%%

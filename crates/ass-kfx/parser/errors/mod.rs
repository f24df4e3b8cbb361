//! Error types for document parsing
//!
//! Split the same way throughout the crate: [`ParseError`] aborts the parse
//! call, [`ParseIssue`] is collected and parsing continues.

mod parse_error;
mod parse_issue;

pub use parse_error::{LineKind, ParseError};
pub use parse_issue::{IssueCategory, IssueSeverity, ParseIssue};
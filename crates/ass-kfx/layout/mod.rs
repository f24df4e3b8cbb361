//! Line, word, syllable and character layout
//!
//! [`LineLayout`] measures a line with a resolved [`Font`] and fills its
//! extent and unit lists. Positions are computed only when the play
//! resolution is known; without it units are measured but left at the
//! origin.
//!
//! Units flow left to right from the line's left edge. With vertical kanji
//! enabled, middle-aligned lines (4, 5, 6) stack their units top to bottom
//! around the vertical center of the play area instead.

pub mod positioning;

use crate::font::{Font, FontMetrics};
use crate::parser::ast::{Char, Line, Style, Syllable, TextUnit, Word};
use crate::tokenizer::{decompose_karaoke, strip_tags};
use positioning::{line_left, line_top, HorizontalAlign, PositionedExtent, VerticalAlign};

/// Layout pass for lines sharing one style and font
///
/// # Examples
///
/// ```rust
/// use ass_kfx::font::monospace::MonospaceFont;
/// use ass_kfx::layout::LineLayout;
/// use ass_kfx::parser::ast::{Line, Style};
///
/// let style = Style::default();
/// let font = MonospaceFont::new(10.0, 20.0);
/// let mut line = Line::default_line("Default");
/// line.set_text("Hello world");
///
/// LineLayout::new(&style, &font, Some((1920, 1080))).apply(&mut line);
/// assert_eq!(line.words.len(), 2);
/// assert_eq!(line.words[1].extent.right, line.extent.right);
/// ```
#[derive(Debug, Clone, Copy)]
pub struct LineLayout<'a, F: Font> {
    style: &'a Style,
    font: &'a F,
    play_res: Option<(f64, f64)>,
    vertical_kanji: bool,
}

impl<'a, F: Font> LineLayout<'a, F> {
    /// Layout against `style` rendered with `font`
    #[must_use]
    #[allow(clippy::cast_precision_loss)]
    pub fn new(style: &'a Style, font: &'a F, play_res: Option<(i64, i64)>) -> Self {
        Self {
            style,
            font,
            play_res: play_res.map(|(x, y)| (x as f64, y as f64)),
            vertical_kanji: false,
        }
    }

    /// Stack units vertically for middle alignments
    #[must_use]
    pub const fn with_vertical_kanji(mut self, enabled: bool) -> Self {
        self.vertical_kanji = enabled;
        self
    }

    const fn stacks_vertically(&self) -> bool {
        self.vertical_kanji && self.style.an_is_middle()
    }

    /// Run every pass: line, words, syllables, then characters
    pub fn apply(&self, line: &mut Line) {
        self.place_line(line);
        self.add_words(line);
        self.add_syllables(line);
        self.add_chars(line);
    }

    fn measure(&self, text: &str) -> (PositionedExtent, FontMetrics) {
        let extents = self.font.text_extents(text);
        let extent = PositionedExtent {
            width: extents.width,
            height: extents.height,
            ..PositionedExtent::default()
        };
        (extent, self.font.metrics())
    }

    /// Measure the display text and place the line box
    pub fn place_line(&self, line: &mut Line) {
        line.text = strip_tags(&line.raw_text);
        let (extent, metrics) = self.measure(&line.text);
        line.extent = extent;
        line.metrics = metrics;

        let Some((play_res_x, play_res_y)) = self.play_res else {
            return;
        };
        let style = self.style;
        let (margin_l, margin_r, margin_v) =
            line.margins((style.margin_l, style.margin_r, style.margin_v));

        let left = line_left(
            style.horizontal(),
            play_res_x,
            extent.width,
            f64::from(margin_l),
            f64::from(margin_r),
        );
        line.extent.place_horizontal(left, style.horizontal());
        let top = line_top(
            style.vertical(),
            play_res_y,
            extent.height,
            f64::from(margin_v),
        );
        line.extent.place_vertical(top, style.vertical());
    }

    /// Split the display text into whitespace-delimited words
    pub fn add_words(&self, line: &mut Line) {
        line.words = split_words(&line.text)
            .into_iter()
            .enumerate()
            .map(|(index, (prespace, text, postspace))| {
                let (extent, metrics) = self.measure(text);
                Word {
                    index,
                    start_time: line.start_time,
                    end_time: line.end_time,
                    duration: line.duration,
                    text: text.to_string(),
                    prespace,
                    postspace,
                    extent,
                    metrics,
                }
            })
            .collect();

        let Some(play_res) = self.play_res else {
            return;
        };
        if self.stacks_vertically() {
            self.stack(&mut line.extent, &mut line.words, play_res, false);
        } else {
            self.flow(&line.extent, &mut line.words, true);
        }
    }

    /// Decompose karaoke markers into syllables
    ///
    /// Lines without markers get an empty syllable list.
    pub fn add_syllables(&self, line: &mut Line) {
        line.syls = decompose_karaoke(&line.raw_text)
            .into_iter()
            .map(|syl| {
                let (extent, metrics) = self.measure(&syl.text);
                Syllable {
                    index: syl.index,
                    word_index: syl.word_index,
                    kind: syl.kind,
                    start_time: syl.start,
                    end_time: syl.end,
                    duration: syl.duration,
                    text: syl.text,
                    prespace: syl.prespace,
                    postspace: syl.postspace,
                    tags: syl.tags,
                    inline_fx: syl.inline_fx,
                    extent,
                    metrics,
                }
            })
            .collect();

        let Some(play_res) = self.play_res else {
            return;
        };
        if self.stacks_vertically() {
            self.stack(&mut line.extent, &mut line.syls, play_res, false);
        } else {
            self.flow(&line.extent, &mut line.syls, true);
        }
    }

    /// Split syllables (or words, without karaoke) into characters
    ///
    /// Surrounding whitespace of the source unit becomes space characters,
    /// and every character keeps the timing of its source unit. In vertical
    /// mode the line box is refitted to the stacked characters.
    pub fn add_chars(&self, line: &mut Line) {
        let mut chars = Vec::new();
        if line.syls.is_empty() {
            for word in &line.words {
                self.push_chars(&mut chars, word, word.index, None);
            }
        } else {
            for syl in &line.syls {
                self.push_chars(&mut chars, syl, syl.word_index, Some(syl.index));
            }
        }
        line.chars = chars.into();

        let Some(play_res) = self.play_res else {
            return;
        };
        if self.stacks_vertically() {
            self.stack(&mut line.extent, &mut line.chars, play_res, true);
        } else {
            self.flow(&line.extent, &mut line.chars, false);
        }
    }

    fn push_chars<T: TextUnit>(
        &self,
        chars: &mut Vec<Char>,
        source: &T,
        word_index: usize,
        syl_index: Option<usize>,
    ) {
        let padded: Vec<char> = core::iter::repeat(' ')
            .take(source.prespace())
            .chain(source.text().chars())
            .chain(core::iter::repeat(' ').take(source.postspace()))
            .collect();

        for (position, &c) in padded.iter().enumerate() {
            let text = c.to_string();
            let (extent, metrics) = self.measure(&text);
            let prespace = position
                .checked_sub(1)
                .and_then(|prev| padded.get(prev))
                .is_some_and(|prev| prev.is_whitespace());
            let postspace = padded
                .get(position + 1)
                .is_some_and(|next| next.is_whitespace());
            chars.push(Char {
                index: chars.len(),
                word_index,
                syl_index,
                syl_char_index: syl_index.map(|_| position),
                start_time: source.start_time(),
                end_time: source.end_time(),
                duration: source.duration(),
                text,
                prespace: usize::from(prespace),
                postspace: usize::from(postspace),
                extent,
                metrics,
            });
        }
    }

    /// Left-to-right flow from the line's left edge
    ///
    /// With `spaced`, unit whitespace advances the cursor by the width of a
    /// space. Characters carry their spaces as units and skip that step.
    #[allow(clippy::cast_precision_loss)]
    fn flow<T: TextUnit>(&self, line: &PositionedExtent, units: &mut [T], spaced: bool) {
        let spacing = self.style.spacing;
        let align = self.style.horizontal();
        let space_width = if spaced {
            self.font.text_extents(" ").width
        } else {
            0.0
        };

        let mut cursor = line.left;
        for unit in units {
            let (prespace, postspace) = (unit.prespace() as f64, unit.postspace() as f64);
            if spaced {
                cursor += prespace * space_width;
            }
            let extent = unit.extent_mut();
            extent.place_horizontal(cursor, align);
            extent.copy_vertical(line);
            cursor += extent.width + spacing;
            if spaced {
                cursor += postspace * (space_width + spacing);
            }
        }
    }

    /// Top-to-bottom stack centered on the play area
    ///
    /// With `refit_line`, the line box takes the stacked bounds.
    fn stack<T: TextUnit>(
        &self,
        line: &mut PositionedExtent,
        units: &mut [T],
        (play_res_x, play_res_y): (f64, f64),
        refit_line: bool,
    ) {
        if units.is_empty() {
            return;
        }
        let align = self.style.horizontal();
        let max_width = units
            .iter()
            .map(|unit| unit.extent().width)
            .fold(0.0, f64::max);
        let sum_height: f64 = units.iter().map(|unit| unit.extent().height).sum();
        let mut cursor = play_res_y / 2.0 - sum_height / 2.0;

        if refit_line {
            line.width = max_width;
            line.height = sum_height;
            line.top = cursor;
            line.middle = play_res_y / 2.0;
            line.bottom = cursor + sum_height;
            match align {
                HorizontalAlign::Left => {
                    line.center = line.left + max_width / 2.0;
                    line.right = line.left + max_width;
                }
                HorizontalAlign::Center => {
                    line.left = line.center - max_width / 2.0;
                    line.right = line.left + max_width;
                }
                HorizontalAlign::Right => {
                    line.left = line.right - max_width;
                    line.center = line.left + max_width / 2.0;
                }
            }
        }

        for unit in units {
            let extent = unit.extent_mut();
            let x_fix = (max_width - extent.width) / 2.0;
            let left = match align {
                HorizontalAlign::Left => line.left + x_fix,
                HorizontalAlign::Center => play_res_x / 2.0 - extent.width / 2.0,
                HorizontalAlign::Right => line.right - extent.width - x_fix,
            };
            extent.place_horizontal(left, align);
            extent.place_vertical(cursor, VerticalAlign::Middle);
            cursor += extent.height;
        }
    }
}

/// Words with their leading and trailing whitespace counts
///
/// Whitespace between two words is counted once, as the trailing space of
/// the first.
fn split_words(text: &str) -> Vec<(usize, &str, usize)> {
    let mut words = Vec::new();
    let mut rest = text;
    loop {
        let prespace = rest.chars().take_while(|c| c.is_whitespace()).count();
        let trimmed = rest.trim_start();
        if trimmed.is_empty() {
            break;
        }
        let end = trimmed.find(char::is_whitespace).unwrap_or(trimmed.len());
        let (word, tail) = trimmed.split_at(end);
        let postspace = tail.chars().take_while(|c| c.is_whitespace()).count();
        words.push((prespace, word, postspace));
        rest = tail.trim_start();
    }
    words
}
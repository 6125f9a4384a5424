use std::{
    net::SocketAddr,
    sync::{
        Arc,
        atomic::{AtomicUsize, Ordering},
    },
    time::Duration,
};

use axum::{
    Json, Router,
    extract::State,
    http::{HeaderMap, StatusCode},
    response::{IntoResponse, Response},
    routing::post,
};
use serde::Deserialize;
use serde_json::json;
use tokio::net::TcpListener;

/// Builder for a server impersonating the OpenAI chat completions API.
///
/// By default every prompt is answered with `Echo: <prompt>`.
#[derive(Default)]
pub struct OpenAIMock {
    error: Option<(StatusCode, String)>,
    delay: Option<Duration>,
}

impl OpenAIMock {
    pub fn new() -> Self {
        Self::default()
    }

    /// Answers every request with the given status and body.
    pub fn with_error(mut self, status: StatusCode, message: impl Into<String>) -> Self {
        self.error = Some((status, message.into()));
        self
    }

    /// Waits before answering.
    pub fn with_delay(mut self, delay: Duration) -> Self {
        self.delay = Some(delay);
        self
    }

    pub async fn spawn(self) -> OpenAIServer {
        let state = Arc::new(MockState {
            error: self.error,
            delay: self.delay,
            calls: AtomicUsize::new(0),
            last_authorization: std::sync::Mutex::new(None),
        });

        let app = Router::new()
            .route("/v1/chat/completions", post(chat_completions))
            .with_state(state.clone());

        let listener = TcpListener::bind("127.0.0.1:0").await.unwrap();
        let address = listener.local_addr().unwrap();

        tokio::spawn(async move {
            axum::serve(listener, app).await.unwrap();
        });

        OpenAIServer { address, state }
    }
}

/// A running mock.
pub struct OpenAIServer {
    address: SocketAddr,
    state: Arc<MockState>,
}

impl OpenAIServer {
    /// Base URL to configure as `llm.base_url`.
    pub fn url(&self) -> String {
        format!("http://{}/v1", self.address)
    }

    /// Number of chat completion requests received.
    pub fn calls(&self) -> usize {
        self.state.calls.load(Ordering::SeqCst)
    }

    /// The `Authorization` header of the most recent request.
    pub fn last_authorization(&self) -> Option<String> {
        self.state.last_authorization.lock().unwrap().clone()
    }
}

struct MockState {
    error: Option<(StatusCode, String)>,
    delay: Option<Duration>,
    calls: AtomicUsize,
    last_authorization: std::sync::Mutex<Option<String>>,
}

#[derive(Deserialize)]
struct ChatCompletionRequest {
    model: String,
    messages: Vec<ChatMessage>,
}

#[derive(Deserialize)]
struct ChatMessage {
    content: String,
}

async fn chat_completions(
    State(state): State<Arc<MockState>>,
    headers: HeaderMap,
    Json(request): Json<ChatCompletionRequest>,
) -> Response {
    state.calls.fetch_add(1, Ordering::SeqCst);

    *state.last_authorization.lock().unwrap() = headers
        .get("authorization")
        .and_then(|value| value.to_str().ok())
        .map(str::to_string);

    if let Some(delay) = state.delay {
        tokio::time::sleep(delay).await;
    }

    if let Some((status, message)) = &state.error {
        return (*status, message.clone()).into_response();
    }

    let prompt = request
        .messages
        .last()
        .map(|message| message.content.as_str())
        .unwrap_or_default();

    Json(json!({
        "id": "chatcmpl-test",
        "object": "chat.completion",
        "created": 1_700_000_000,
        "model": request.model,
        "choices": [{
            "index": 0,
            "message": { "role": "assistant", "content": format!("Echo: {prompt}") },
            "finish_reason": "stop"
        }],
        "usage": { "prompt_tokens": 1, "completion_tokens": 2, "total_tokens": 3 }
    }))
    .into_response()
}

%%

Task brief -
Write out each line above containing "without".

Expected answer -
//! resolution is known; without it units are measured but left at the
    /// Lines without markers get an empty syllable list.
    /// Split syllables (or words, without karaoke) into characters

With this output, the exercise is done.